Some organizations and individuals—specifically parents—disagree with the CRC based on moral or personal beliefs about how to raise a family.  Concerns of this nature range from worries that the CRC encourages sex education classes and that it bars parents from mandating their children’s religion.

However, the CRC’s greatest flaw is not that it compromises personal ethics but that it is structurally unsound.  One of the CRC’s inherent contradictions is that it attempts to give children the rights of an adult while ignoring the fact that a child is legally a minor—and for a reason.  Countries create laws establishing an age of majority based on when society has determined maturing adolescents are capable of making rational, adult decisions.  For instance, because of the CRC mandates “the full and harmonious development” of a child, which convention supporters take to mean a mandate for sex education, it potentially makes it easier for pregnant women under the age of 18 to receive abortions without parental permission or knowledge.  This policy conflicts with laws in some countries or states that do not allow children under the age of 18 to undergo surgery without either parental permission or knowledge.  Furthermore, the CRC’s preamble claims to protect the rights of the child “before birth” but treats the fetus of minors as some kind of special exception, undeserved of protection.  Whether the CRC is pro-life or pro-choice is rather murky.

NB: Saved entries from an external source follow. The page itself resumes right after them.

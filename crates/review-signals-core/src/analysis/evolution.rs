//! Fuzzy treatment-change detection.
//!
//! Scans each comment for fuzzy mentions of treatments known to the corpus,
//! subtracts the row's own treatment, and maps the rating to an ordinal
//! change-direction score. Rows without an extractable treatment are
//! excluded here and only here.

use strsim::normalized_levenshtein;

use crate::models::{AnnotatedReview, FuzzyMentions, TreatmentChangeEvent};

/// Distinct treatments observed in the filtered dataset.
///
/// Built once per run, before any row scanning begins; read-only
/// afterwards. Order is first observation, so scans are deterministic.
#[derive(Debug, Clone, Default)]
pub struct TreatmentVocabulary {
    treatments: Vec<String>,
}

impl TreatmentVocabulary {
    /// Collect the distinct non-null treatments from annotated rows.
    pub fn from_rows(rows: &[AnnotatedReview]) -> Self {
        let mut treatments: Vec<String> = Vec::new();
        for row in rows {
            if let Some(treatment) = row.descriptor.treatment.as_deref() {
                if !treatment.is_empty() && !treatments.iter().any(|t| t == treatment) {
                    treatments.push(treatment.to_string());
                }
            }
        }
        Self { treatments }
    }

    /// The known treatments, in first-observed order.
    pub fn treatments(&self) -> &[String] {
        &self.treatments
    }

    pub fn len(&self) -> usize {
        self.treatments.len()
    }

    pub fn is_empty(&self) -> bool {
        self.treatments.is_empty()
    }
}

/// Fuzzy similarity as an integer percentage, case-insensitive.
pub fn similarity(a: &str, b: &str) -> u32 {
    let score = normalized_levenshtein(&a.to_lowercase(), &b.to_lowercase());
    (score * 100.0).round() as u32
}

/// Map a 1-10 rating to an ordinal change-direction score.
///
/// Ratings above the documented band fall into the top bucket.
pub fn change_score(rate: u8) -> i8 {
    match rate {
        1..=2 => -2,
        3..=4 => -1,
        5 => 0,
        6..=7 => 1,
        _ => 2,
    }
}

/// Detector for treatment changes evidenced in comments.
pub struct ChangeDetector<'a> {
    vocabulary: &'a TreatmentVocabulary,
    /// Minimum similarity percentage for a word to count as a mention
    threshold: u32,
}

impl<'a> ChangeDetector<'a> {
    /// Create a detector over a fully-built vocabulary.
    pub fn new(vocabulary: &'a TreatmentVocabulary, threshold: u32) -> Self {
        Self {
            vocabulary,
            threshold,
        }
    }

    /// Vocabulary treatments fuzzy-mentioned in a comment.
    ///
    /// A treatment is recorded at most once per comment: scanning its words
    /// stops at the first hit.
    pub fn mentions_in(&self, comment: &str) -> Vec<String> {
        let words: Vec<&str> = comment.split_whitespace().collect();
        let mut mentioned = Vec::new();

        for treatment in self.vocabulary.treatments() {
            for word in &words {
                if similarity(treatment, word) >= self.threshold {
                    mentioned.push(treatment.clone());
                    break;
                }
            }
        }
        mentioned
    }

    /// Analyze one row: mentions, delta and score.
    ///
    /// The score is `None` exactly when the delta is empty; no evidence of
    /// a change means no score regardless of the rating.
    pub fn analyze(&self, treatment: &str, comment: Option<&str>, rate: u8) -> FuzzyMentions {
        let treatments_in_comment = comment.map(|c| self.mentions_in(c)).unwrap_or_default();

        let delta_treatment: Vec<String> = treatments_in_comment
            .iter()
            .filter(|mention| mention.as_str() != treatment)
            .cloned()
            .collect();

        let change_score = if delta_treatment.is_empty() {
            None
        } else {
            Some(change_score(rate))
        };

        FuzzyMentions {
            treatments_in_comment,
            delta_treatment,
            change_score,
        }
    }

    /// Explode a row's delta into one event per previous treatment.
    pub fn events_for(&self, text_index: &str, mentions: &FuzzyMentions) -> Vec<TreatmentChangeEvent> {
        let Some(score) = mentions.change_score else {
            return Vec::new();
        };

        mentions
            .delta_treatment
            .iter()
            .map(|previous| TreatmentChangeEvent {
                text_index: text_index.to_string(),
                previous_treatment: previous.clone(),
                change_score: score,
            })
            .collect()
    }
}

The United Nations Children’s Fund (UNICEF), appointed by the UN to be the watchdog organization for the CRC, actually has little oversight responsibility.  It is set up to “participate in the consideration of State Parties’ reports,” “provide expert advice,” “submit reports,” “respond to requests,” and host the official promotional website of the CRC.  In effect, UNICEF’s watchdog role has been reduced to that of public relations manager with a navigable, helpful website and a paper pusher who sends and receives countries’ reports.  It is strictly a reviewing and publications body.

The oversight responsibilities fall to the United Nations as a whole, not necessarily to the individual countries that ratified the CRC.  In an ideal situation, a country’s courts would use the CRC as guidance in its own rulings.  But the CRC mandates more than guidance.  If the United States ratified the CRC, it would give UN international courts the power to bypass US local, state, and federal courts and even the Supreme Court.  Giving up the power of self-governance for the sake of an unclear and sometimes contradictory document is by no means a good decision for the US, for ratifying the CRC could make the US a target of UN sanctions.

Additionally, the UN integrated exemptions into the CRC that prohibit the UN from calling out countries that violate human rights on a regular basis, while leaving human rights-friendly nations open to criticism.  For example, there are regular reports of young girls being beaten for showing skin in Islamic countries that signed the CRC, but the UN does not interfere with these violations due to modesty provisions that trump rules outlined in the CRC.

UNICEF claims the CRC is a “legally binding international instrument” that is “non-negotiable.”  Despite this hard-nosed stance, a number of countries have made exceptions and reservations to the CRC before ratifying it.  For example, Iraq, Kuwait, Jordan, and a multitude of other countries removed the CRC’s provision that children have the right to choose their own religion because it conflicts with the rules of Islam.  In fact, special stipulations for Islam have been made under Article 21 of the CRC, citing specific provisions such as the kafalah, which allows an adopted child to be brought into a home with similar Islamic traditions as the former home.  The CRC grants no other religion such exceptions.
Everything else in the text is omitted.